The questions all revolve around ways to get around the issues of processing shot sizes below 20% of the shot size. A typical questions is ‘Is possible to have a process control with this type of problem?’ ‘Are we going to be able to have shot to shot consistency?’ ‘I suddenly encounter shorts or flash without any warning… could this be the cause?’ ‘We are considering better process controls… will this help?’ ‘We have to purge the barrel often… might this be the cause?’

I have addresses these individually… but would also like to address this in general terms.

Basically… when you process at 20% barrel capacity, you typically have 5-10 cycles of material in your barrel. If you use 10% capacity, you have will generally have 10-20 cycles of material in your barrel. Likewise, 5% capacity jumps it up to 20-40 cycles. This means that the material will cook, breakdown, and degrade while sitting in the barrel.

Additionally, each time the screw moves forward to inject… you cause additional mixing amd material migration within and over the screw flights. This will cause an increase in the residence time distribution. This means that if you put a pellet of colorant in your barrel, the time form when you start seeing the color, to the time you stop seeing the color increases.

With the increases in both residence time and residence time distribution… you significantly increase the risks associated with degradation, viscosity variations, mechanical property loss, as well as all the related part defects that occur.

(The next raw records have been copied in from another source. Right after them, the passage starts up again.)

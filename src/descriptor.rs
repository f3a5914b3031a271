use std::any::{type_name, Any, TypeId};
use std::fmt;
use std::rc::Rc;

use crate::errors::ResolutionError;
use crate::service::{Service, ServiceHandle, ServiceRef};
use crate::service_id::ServiceId;

/// A leading constructor argument fixed at registration time.
pub type StaticArg = Rc<dyn Any>;

type BuildFn = Rc<dyn Fn(&FactoryArgs<'_>) -> Result<ServiceRef, ResolutionError>>;

/// Fixed-arity factory for one constructible type.
///
/// Carries the `TypeId` used to look up the type's declared dependencies
/// and the type name used in diagnostics. The closure receives the leading
/// static arguments and the resolved dependency slots and returns the
/// built instance.
#[derive(Clone)]
pub struct Constructor {
    type_id: TypeId,
    type_name: &'static str,
    build: BuildFn,
}

impl Constructor {
    pub fn of<T: Service>(
        build: impl Fn(&FactoryArgs<'_>) -> Result<T, ResolutionError> + 'static,
    ) -> Self {
        Self {
            type_id: TypeId::of::<T>(),
            type_name: type_name::<T>(),
            build: Rc::new(move |args| build(args).map(|value| Rc::new(value) as ServiceRef)),
        }
    }

    pub fn type_id(&self) -> TypeId {
        self.type_id
    }

    pub fn type_name(&self) -> &'static str {
        self.type_name
    }

    pub(crate) fn construct(&self, args: &FactoryArgs<'_>) -> Result<ServiceRef, ResolutionError> {
        (self.build)(args)
    }
}

impl fmt::Debug for Constructor {
    fn fmt(&self, f: &mut fmt::Formatter<'_>) -> fmt::Result {
        write!(f, "Constructor({})", self.type_name)
    }
}

/// One resolved dependency slot: the identifier that was requested and the
/// handle it resolved to, absent when a lenient container substituted a
/// missing registration with a no-op slot.
#[derive(Debug, Clone)]
pub struct ResolvedDependency {
    pub id: ServiceId,
    pub handle: Option<ServiceHandle>,
}

/// Argument view handed to a factory: leading static arguments (padded or
/// truncated to line up with the first declared dependency slot) followed
/// by the resolved dependencies, ordered by declared slot.
pub struct FactoryArgs<'a> {
    static_args: &'a [Option<StaticArg>],
    services: &'a [ResolvedDependency],
}

impl<'a> FactoryArgs<'a> {
    pub(crate) fn new(
        static_args: &'a [Option<StaticArg>],
        services: &'a [ResolvedDependency],
    ) -> Self {
        Self {
            static_args,
            services,
        }
    }

    /// Typed access to a leading argument. `None` for an absent padding
    /// slot, an out-of-range index, or a type mismatch.
    pub fn static_arg<T: 'static>(&self, slot: usize) -> Option<Rc<T>> {
        self.static_args
            .get(slot)
            .and_then(|arg| arg.as_ref())
            .and_then(|arg| Rc::clone(arg).downcast::<T>().ok())
    }

    pub fn static_len(&self) -> usize {
        self.static_args.len()
    }

    /// The `index`-th declared dependency (by slot order), if it resolved.
    pub fn service(&self, index: usize) -> Option<&ServiceHandle> {
        self.services.get(index).and_then(|dep| dep.handle.as_ref())
    }

    pub fn require_service(&self, index: usize) -> Result<&ServiceHandle, ResolutionError> {
        let Some(dep) = self.services.get(index) else {
            return Err(ResolutionError::unknown(format!(
                "<dependency slot {index}>"
            )));
        };
        dep.handle
            .as_ref()
            .ok_or_else(|| ResolutionError::unknown(dep.id.name()))
    }

    pub fn service_len(&self) -> usize {
        self.services.len()
    }
}

/// Immutable recipe for building one service: factory, fixed leading
/// arguments, and whether construction may be deferred until first use.
pub struct ServiceDescriptor {
    ctor: Constructor,
    static_args: Vec<StaticArg>,
    delayed: bool,
}

impl ServiceDescriptor {
    pub fn new(ctor: Constructor, static_args: Vec<StaticArg>, delayed: bool) -> Self {
        Self {
            ctor,
            static_args,
            delayed,
        }
    }

    /// Eager descriptor without static arguments.
    pub fn eager(ctor: Constructor) -> Self {
        Self::new(ctor, Vec::new(), false)
    }

    /// Delayed descriptor without static arguments: resolution hands out a
    /// stand-in and construction runs on idle time or first real access.
    pub fn deferred(ctor: Constructor) -> Self {
        Self::new(ctor, Vec::new(), true)
    }

    pub fn ctor(&self) -> &Constructor {
        &self.ctor
    }

    pub fn static_args(&self) -> &[StaticArg] {
        &self.static_args
    }

    pub fn is_delayed(&self) -> bool {
        self.delayed
    }
}

impl fmt::Debug for ServiceDescriptor {
    fn fmt(&self, f: &mut fmt::Formatter<'_>) -> fmt::Result {
        f.debug_struct("ServiceDescriptor")
            .field("ctor", &self.ctor.type_name())
            .field("static_args", &self.static_args.len())
            .field("delayed", &self.delayed)
            .finish()
    }
}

A good way to see your property losses would be to mold some parts with virgin material record the peak pressure during first stage as well as perform some mechanical tests on the parts. After this, regrind the parts, mold the parts again and compare the loss in peak pressure as well as the loss in mechanical properties. Most materials will exhibit 5-10% property loss when processed properly.

There are also other factors which affect the stability of the process… but those are the two biggest when you are processing with an over-sized molding machine.

-Andy

What is the best method for measuring mold temperature? Should I trust the thermolator measurement?

When measuring mold temperature, it is actually best to measure these two factors… coolant temperature into the controller and coolant temperature out of the controller. If these are documented when the process is molding acceptable parts, then you can better replicate the conditions in the future.

These measurements should be taken using a surface probe in contact with the in and out connectors of the temperature controller.

The return temperature provides a good indication of the mold temperature. The difference between these two numbers provides a good indication of cooling effectiveness. Higher differences may indicate a poor coolant flow, while a low difference may indicate a too much coolant… or an improperly connected coolant line.

Some molders use the thermolator measurements with good success… but these measurements should be calibrated and verified often with a pyrometer with a surface contact probe.

Mold surface temperature measurements can be helpful, but do not provide relevant data about the overall effectiveness of the mold temperature controller.

-Andy

The most common defects we encounter are flash and short shots. I would think that these two defects would be complete opposites, so why do we always see both?

I agree that these two defects sound mutually exclusive… the part has too much material with flash, and too little material with short shots. Surprisingly, when these two defects are seen together… it often indicates a poorly established fill, and I’ll explain why.

When establishing a molding process… If the part is completely full during first stage, then the process cannot compensate for variability. A drop in material viscosity will cause too much material to enter the mold during fill, causing flash. A rise in material viscosity will cause too little material to enter the mold cavity, causing shorts. 

When the process is established with a short, then 2nd stage pack is used to fill out the part. any typical variation in viscosity during fill will then be compensated by pack.

The most solid and reliable processes are short during first stage fill… and then packed out during second stage.

-Andy

Such bushings are a great option for the longevity of your tooling. These demonstrate significantly less wear when compared to regular brass or steel bushings.

The only drawback to this option would be with your tooling maintenance department. If they have not used such a system, they should communicate with the manufacturer to ensure they understand the operation and maintenance of such bushing systems.

I always recommend spending a little extra money for the better leader pin bushings. The price might be a little higher, but the long term value far outweighs the initial cost.

-Andy